The moment you are barreling out of the earth’s atmosphere at 17,600 miles per hour isn’t the best time to wonder if your rocket’s technology can handle the job. Neither is the question comforting once you’ve made it to outer space, but it’s hard to deny that space age technology is a decade or more behind when it comes to processing power.
To put that statement in perspective, the Raspberry Pi 4 features a 1.5-GHz, Quad-Core Broadcom Cortex A-72 processor; an ARM v8 chip capable of 64-bit computations. You can buy one today for about $35, install a custom operating system, and fire up 4K video on two separate monitors in minutes. In contrast, the majority of radiation hardened space processors are still built on legacy Power PC standards introduced in 1992, yet priced well out of the range of electronics hobbyists.
It takes time to design and fabricate radiation hardened chips for space travel, time that not every company wants to spend on development. This is why the silicon industry has put much more effort into improving the capabilities of commercially-focused devices.
The High Performance Space Computing Platform (HPSC) and High Performance Processing Subsystem (HPPS) being developed by the National Aeronautics and Space Administration (NASA) will push space age technology much closer to modern day commercial benchmarks, with nearly 100 times more computing power than before. Its heterogeneous multi-processor ARM-based platform will help space-based system integrators consolidate existing and emerging applications safely and securely onto a single system.
But NASA isn’t getting there by itself.
The platform ecosystem needs support in the form of tools and software components, which DornerWorks will provide during SBIR Phase I development on the HPSC. DornerWorks will also extend the open source Xen Project hypervisor to support the HPSC requirements, integrate with its system stack, and make Xen Project software generally more useful to space programs.
This technology will make it possible for system integrators to switch out hypervisors and operating systems as their platforms require. When weighing the capabilities and cost of a Linux Kernel-based Virtual Machine (KVM) against the Xen Project Hypervisor, they can choose whichever suits the platform. This also keeps the cost of commercial solutions down, lowering the barriers to integration, and providing an opportunity for developers to use solutions they may already have experience with.

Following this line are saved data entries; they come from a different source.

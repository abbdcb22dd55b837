use crate::error::{PlatformError, Result};
use serde::Deserialize;
use std::env;

pub const DEFAULT_BASE_URL: &str = "https://platform.pokitdok.com";
pub const DEFAULT_API_VERSION: &str = "v3";

/// Credentials and endpoint location of a PokitDok platform application.
#[derive(Clone, Deserialize)]
pub struct ClientConfig {
    pub client_id: String,
    pub client_secret: String,
    #[serde(default = "default_base_url")]
    pub base_url: String,
    #[serde(default = "default_api_version")]
    pub api_version: String,
    /// Extra scopes for the client credentials grant, the platform itself needs none
    #[serde(default)]
    pub scopes: Vec<String>,
}

fn default_base_url() -> String {
    DEFAULT_BASE_URL.to_string()
}

fn default_api_version() -> String {
    DEFAULT_API_VERSION.to_string()
}

impl ClientConfig {
    pub fn new(client_id: impl Into<String>, client_secret: impl Into<String>) -> Self {
        ClientConfig {
            client_id: client_id.into(),
            client_secret: client_secret.into(),
            base_url: default_base_url(),
            api_version: default_api_version(),
            scopes: Vec::new(),
        }
    }

    pub fn with_base_url(mut self, base_url: impl Into<String>) -> Self {
        self.base_url = base_url.into();
        self
    }

    pub fn with_api_version(mut self, api_version: impl Into<String>) -> Self {
        self.api_version = api_version.into();
        self
    }

    pub fn with_scopes(mut self, scopes: Vec<String>) -> Self {
        self.scopes = scopes;
        self
    }

    /// Builds a config from `POKITDOK_CLIENT_ID`, `POKITDOK_CLIENT_SECRET` and the optional
    /// `POKITDOK_BASE_URL` / `POKITDOK_API_VERSION` environment variables.
    pub fn from_env() -> Result<Self> {
        let required = |key: &str| {
            env::var(key)
                .map_err(|e| PlatformError::MissingConfig(format!("{} must be set: {}", key, e)))
        };

        let mut config = ClientConfig::new(
            required("POKITDOK_CLIENT_ID")?,
            required("POKITDOK_CLIENT_SECRET")?,
        );
        if let Ok(base_url) = env::var("POKITDOK_BASE_URL") {
            config.base_url = base_url;
        }
        if let Ok(api_version) = env::var("POKITDOK_API_VERSION") {
            config.api_version = api_version;
        }

        Ok(config)
    }

    /// Root of every resource endpoint: `{base_url}/api/{api_version}`
    pub fn url_base(&self) -> String {
        format!("{}/api/{}", self.trimmed_base_url(), self.api_version)
    }

    pub fn token_url(&self) -> String {
        format!("{}/oauth2/token", self.trimmed_base_url())
    }

    fn trimmed_base_url(&self) -> &str {
        self.base_url.trim_end_matches('/')
    }
}
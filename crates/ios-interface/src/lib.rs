//! Router and switch interface names.
//!
//! This crate parses the interface identifiers used by the common
//! router/switch CLI (`GigabitEthernet1/0/1.2000`, `Fa0/0/1`, `mgmt0`,
//! `Serial0/1:22`) into a structured value, and renders them back in a
//! canonical long or short form:
//!
//! - [`Interface`]: immutable, comparable interface identifier
//! - [`InterfaceKind`]: closed set of supported interface families
//! - [`FormatStyle`]: long (`GigabitEthernet`) or short (`Gi`) rendering
//! - [`catalog`]: the fixed type table backing name resolution
//!
//! ```
//! use ios_interface::Interface;
//!
//! let mut ports: Vec<Interface> = ["Vlan100", "Gi1/0/2", "Fa1/0/1", "Vlan99"]
//!     .iter()
//!     .map(|s| s.parse().unwrap())
//!     .collect();
//! ports.sort();
//!
//! let names: Vec<String> = ports.iter().map(|p| format!("{:#}", p)).collect();
//! assert_eq!(names, ["Fa1/0/1", "Gi1/0/2", "Vl99", "Vl100"]);
//! ```

pub mod catalog;
mod format;
mod interface;
mod kind;
mod parser;

pub use catalog::{CatalogError, TypeDefinition};
pub use format::FormatStyle;
pub use interface::Interface;
pub use kind::InterfaceKind;

/// Common error type for parsing failures.
#[derive(Debug, Clone, PartialEq, Eq, thiserror::Error)]
pub enum ParseError {
    #[error("invalid interface name: {0}")]
    InvalidInterface(String),

    #[error("unknown interface type: {0}")]
    UnknownInterfaceType(String),

    #[error("invalid format style: {0} (must be long or short)")]
    InvalidFormatStyle(String),
}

To achieve full integration of the Xen Project hypervisor with the HPSC, DornerWorks will:
One of the reasons DornerWorks is focusing on the Xen Project hypervisor is for its portability. This bare metal hypervisor is not dependent on the Linux operating systems. It uses only 47,000 lines of code, and a much easier component to certify for safety standards like DO-178C or ISO-26262 than the 25 million lines in play in the Linux kernel.
DornerWorks has extensive experience with Xen Project hypervisors, including its own Virtuosity hypervisor distribution based on open source Xen, which helps developers bootstrap their own Xen-based applications. Virtuosity Open Architecture (OA) is an extension of this distribution and provides functionality aligned with the Future Airborne Capability Environment (FACE) Technical Standard for applications in aerospace and defense. DornerWorks has also previously ported μC/OS-III, FreeRTOS, and VxWorks 7.0 to run on virtual machines running on ARMv8 architecture.
Xen Project software provides great value in embedded applications, and this Phase I SBIR project will extend that value far into space.